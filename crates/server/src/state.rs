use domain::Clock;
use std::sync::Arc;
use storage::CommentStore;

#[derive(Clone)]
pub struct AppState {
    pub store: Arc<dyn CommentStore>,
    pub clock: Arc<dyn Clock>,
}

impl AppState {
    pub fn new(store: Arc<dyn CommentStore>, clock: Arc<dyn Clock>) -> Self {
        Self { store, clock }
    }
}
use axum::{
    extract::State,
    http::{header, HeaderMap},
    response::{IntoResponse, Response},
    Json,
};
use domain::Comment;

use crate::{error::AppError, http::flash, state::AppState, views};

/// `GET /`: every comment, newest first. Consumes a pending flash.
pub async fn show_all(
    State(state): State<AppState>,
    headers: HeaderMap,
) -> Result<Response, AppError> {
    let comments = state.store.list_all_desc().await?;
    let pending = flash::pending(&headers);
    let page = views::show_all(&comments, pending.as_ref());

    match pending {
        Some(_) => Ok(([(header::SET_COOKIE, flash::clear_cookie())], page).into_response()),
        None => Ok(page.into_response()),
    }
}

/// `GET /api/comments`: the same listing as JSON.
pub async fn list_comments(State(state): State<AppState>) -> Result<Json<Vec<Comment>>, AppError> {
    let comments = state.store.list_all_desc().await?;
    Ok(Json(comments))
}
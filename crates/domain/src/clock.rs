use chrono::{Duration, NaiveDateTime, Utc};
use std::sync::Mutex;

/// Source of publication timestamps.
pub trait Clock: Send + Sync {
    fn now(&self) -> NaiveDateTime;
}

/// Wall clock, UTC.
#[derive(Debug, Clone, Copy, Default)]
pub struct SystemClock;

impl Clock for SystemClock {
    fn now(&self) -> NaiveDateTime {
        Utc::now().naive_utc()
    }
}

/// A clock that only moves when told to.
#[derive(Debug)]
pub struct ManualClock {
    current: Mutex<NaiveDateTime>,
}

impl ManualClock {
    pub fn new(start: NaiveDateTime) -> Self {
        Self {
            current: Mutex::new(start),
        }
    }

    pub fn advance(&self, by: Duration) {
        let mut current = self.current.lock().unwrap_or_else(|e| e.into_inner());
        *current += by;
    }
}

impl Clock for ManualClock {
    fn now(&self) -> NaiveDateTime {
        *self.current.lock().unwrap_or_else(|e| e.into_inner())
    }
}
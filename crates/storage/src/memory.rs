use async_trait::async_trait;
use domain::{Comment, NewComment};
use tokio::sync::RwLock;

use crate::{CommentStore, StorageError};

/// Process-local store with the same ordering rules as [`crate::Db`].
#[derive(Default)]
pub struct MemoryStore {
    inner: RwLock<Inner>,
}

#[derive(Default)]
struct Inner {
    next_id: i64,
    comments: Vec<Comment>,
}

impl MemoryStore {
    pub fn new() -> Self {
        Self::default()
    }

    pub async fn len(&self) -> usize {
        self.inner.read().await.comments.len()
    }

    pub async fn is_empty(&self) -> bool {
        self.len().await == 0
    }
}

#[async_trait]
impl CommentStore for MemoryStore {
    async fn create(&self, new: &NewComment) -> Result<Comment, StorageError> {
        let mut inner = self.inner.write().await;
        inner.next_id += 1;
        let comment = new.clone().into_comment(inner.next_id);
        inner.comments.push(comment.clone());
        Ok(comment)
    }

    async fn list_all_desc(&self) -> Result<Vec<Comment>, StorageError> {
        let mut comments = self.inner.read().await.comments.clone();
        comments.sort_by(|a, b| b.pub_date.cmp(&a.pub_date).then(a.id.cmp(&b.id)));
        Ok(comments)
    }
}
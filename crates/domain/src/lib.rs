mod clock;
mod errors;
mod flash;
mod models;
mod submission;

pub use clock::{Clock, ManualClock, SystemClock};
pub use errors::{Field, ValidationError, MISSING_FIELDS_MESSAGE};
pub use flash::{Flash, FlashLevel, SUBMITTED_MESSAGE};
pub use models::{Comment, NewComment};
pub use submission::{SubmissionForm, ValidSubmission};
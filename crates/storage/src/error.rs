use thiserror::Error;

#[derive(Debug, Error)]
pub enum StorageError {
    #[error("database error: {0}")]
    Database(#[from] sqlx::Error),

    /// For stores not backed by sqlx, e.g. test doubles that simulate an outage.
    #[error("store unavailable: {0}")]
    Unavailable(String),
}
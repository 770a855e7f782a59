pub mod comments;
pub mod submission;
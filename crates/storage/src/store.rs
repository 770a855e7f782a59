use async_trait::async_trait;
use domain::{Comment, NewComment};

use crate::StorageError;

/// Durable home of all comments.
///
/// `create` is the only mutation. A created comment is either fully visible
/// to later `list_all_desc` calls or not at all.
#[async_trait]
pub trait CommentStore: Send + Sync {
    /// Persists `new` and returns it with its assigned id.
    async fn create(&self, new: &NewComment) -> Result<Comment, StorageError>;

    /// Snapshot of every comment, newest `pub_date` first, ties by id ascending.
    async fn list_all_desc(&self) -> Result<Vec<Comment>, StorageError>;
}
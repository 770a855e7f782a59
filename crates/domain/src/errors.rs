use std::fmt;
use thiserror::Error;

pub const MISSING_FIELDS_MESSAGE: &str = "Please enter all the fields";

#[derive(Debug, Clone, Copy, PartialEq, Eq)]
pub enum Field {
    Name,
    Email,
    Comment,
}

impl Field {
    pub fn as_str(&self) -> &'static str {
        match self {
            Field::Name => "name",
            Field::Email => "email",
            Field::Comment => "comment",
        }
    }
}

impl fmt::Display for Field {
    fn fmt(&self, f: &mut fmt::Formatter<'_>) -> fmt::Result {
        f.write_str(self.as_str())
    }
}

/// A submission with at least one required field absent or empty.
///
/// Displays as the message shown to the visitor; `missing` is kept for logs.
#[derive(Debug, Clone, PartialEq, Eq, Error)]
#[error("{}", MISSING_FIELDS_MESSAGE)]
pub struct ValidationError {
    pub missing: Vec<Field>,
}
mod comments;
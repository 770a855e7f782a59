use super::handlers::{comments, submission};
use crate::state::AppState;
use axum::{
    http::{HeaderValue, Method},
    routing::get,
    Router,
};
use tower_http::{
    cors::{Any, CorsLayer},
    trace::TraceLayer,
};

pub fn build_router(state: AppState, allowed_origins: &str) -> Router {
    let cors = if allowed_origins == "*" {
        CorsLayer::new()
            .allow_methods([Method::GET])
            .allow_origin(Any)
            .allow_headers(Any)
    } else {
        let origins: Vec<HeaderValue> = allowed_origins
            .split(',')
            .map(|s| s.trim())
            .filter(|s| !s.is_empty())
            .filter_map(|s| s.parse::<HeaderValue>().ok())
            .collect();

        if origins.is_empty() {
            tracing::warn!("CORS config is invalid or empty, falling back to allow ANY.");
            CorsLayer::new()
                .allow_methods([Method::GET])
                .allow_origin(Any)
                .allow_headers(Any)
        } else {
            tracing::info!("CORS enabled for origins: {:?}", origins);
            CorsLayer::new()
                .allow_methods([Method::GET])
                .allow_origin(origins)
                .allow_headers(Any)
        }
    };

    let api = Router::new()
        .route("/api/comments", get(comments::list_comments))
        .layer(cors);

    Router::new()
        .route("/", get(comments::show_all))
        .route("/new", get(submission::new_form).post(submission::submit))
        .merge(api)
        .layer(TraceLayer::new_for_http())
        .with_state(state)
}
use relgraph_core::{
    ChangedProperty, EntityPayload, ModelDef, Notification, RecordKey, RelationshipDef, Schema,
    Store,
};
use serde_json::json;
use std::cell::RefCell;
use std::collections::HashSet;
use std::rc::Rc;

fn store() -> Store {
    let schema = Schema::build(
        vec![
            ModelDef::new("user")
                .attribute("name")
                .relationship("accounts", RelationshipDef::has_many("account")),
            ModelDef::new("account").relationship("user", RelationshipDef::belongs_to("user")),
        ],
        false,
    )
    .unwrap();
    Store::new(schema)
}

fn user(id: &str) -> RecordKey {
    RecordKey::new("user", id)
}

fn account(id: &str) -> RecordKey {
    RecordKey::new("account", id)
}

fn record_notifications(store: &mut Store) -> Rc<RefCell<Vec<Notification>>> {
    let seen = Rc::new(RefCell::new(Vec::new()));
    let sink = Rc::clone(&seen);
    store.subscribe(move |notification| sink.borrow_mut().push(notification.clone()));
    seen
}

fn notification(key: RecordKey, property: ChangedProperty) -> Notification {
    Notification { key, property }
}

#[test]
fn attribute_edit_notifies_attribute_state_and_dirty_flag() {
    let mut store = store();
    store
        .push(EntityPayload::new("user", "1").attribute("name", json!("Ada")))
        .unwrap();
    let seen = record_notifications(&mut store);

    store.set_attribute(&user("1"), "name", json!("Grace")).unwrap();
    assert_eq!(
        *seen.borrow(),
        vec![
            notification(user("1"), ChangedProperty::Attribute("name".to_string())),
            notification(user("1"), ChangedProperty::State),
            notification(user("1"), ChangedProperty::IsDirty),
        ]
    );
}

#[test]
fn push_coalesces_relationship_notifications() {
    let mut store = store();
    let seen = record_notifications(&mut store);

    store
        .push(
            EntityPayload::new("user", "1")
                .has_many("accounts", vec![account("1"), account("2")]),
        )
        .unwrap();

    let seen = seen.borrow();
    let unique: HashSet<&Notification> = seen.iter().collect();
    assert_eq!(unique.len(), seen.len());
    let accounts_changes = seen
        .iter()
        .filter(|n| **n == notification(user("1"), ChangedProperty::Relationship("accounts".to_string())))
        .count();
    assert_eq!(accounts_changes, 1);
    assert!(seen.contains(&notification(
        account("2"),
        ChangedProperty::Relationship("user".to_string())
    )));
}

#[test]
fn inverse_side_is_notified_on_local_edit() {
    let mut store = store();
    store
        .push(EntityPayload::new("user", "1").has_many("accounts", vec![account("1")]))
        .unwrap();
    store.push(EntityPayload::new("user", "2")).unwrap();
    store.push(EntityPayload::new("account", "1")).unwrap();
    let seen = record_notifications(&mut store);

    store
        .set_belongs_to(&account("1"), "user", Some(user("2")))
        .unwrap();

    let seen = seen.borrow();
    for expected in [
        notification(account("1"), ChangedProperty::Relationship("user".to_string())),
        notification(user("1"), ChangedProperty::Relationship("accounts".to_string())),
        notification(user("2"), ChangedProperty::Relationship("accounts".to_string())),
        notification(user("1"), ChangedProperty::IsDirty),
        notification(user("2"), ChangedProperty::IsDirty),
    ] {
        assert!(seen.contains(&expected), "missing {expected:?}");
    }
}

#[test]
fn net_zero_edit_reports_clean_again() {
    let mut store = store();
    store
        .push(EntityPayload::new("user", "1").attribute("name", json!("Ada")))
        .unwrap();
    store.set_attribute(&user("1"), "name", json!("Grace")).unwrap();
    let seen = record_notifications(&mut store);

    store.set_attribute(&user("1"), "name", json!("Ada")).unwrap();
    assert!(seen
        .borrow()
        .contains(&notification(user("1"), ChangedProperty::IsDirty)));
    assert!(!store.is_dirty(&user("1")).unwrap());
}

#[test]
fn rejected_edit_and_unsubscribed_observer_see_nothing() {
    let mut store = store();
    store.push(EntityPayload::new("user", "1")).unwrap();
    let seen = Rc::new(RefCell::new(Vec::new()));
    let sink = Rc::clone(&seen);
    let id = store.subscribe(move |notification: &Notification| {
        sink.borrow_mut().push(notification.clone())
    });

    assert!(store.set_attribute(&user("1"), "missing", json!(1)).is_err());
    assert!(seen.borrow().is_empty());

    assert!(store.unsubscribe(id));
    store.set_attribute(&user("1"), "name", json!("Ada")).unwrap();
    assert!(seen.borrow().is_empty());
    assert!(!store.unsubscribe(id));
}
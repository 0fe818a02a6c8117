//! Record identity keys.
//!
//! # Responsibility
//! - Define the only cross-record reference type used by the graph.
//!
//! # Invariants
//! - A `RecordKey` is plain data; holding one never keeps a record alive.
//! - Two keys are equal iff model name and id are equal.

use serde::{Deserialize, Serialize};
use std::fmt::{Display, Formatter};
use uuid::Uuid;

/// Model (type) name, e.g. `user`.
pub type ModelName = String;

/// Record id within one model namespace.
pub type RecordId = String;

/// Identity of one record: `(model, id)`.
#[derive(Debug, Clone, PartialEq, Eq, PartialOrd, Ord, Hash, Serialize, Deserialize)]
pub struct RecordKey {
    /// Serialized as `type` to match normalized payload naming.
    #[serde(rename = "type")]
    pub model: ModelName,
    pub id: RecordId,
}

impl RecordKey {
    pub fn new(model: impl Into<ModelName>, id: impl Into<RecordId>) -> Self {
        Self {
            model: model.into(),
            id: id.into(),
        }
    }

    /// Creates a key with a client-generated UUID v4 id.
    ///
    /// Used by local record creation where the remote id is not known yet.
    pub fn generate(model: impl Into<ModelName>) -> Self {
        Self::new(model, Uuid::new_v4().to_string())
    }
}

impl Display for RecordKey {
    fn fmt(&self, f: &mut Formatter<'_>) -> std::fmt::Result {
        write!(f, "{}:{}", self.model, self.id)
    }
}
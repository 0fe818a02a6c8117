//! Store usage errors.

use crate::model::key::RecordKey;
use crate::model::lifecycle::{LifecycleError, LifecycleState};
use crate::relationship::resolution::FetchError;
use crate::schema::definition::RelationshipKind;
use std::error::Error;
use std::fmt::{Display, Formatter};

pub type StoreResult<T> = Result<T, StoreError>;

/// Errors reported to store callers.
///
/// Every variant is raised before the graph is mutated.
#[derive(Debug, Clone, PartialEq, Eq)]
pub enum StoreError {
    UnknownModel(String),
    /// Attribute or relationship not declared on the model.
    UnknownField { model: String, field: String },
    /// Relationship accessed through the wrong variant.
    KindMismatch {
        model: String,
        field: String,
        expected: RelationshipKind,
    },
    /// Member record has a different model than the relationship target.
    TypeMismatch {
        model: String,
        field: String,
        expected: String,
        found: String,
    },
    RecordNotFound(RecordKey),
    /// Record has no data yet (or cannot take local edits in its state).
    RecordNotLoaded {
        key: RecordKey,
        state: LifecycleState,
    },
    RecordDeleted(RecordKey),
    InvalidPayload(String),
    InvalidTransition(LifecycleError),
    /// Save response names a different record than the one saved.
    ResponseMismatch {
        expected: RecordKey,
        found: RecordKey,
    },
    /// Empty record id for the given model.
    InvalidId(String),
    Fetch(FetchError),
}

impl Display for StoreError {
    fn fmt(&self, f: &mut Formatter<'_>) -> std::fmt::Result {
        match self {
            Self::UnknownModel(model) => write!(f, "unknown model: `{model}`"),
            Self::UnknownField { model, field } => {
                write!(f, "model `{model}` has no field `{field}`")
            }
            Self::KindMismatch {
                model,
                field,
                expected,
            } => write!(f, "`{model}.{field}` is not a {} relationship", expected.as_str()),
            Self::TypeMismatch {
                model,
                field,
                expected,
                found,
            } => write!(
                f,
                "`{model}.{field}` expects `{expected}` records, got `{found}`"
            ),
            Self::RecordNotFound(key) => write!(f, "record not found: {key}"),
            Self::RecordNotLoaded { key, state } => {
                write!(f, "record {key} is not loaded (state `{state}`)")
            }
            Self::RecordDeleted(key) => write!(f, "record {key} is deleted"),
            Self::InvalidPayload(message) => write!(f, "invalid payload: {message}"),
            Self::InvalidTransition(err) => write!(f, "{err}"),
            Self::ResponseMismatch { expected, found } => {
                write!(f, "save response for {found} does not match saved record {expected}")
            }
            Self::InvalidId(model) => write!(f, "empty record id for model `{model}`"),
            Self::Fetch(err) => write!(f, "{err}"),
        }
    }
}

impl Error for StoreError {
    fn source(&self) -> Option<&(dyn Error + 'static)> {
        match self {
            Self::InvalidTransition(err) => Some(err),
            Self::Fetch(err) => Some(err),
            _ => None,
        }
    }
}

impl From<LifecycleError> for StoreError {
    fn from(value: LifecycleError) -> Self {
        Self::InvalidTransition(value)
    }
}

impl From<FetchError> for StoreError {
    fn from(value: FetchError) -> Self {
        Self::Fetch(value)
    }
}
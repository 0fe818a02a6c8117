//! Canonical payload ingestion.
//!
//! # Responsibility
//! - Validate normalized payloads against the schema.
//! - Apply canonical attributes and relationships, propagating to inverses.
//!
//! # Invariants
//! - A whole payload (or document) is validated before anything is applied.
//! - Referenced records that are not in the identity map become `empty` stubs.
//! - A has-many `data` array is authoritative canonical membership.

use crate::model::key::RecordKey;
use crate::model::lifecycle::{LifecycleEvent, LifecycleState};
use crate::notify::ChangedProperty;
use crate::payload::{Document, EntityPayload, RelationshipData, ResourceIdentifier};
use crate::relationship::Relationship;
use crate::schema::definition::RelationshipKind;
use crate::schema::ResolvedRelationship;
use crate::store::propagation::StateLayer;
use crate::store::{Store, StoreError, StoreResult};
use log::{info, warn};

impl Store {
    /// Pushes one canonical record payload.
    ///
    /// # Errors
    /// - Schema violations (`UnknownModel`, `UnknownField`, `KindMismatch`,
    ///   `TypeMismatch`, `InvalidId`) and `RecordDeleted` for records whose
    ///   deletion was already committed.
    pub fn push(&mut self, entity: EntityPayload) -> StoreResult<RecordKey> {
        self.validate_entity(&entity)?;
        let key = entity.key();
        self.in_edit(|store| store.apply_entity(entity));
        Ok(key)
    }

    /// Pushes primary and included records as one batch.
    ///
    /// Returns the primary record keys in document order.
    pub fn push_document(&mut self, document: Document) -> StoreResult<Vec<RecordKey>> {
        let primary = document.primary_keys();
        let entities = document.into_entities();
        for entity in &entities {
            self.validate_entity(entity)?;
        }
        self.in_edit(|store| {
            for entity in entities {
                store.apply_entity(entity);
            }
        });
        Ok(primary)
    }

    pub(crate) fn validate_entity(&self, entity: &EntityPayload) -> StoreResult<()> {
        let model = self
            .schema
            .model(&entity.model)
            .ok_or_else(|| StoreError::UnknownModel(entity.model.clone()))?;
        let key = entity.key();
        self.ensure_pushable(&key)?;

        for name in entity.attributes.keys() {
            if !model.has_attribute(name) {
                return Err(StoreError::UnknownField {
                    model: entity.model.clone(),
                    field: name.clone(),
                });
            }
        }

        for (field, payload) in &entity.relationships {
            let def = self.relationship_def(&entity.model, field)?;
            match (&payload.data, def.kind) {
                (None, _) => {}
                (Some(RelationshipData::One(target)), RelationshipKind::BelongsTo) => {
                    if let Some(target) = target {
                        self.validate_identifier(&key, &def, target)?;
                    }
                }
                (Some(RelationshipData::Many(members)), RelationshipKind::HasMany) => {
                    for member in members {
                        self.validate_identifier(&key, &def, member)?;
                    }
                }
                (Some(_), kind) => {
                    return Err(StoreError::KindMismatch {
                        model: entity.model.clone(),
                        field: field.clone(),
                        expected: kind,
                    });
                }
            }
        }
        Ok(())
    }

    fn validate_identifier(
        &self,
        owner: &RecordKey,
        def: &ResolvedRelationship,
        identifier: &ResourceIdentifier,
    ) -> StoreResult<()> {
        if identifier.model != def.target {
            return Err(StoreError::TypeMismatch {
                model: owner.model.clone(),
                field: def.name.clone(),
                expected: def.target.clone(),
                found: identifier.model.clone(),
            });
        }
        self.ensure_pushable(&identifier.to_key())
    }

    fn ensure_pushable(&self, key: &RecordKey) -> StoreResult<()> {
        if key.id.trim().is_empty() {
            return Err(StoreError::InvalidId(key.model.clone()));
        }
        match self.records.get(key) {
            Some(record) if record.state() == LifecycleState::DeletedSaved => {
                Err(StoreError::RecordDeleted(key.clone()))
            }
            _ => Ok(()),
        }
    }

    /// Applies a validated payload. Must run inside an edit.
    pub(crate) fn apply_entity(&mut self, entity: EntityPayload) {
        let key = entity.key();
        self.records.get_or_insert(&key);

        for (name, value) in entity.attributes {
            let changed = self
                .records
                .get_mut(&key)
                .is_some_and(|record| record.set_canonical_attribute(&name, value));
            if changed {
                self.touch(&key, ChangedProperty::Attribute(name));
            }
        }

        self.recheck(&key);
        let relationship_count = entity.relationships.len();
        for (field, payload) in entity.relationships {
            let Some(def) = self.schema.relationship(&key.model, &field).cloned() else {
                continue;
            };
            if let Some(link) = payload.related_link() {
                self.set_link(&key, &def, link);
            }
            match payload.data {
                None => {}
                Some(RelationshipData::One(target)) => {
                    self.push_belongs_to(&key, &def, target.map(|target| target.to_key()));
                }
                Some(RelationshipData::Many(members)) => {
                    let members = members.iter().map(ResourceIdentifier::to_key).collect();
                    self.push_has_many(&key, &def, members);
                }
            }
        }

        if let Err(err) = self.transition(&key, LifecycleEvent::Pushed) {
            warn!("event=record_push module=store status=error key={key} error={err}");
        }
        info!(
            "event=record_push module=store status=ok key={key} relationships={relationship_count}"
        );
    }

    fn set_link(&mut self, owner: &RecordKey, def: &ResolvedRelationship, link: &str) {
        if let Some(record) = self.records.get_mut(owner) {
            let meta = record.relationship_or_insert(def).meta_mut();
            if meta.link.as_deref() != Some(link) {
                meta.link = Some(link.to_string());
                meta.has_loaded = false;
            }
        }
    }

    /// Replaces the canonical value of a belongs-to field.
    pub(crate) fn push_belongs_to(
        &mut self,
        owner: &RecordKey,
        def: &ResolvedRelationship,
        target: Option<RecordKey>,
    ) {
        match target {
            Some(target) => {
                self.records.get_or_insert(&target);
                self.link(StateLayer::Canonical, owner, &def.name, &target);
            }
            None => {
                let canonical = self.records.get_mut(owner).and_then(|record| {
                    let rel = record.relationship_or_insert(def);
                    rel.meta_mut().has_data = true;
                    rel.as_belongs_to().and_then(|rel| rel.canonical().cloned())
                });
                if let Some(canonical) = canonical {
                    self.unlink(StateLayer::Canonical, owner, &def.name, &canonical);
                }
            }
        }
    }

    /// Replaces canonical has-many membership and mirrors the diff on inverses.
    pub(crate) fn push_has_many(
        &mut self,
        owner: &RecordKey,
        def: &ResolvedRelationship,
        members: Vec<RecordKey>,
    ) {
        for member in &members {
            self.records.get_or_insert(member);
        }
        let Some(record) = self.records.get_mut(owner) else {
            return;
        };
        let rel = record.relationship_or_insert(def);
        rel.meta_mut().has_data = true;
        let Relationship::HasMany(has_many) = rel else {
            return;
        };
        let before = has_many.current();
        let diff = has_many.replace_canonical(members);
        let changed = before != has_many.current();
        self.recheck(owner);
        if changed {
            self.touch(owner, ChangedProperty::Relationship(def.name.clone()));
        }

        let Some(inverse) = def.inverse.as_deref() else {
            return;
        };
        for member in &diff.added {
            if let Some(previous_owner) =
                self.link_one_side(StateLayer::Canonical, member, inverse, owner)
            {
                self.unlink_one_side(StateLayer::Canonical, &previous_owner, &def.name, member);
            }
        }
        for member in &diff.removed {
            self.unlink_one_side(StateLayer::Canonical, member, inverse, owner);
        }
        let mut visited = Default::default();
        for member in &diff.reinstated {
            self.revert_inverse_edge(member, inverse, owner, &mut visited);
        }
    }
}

....

**Task objective:**
Copy out each line in the preceding records that contains "warn".

**Worked solution:**
            tracing::warn!("CORS config is invalid or empty, falling back to allow ANY.");
use log::{info, warn};
            warn!("event=record_push module=store status=error key={key} error={err}");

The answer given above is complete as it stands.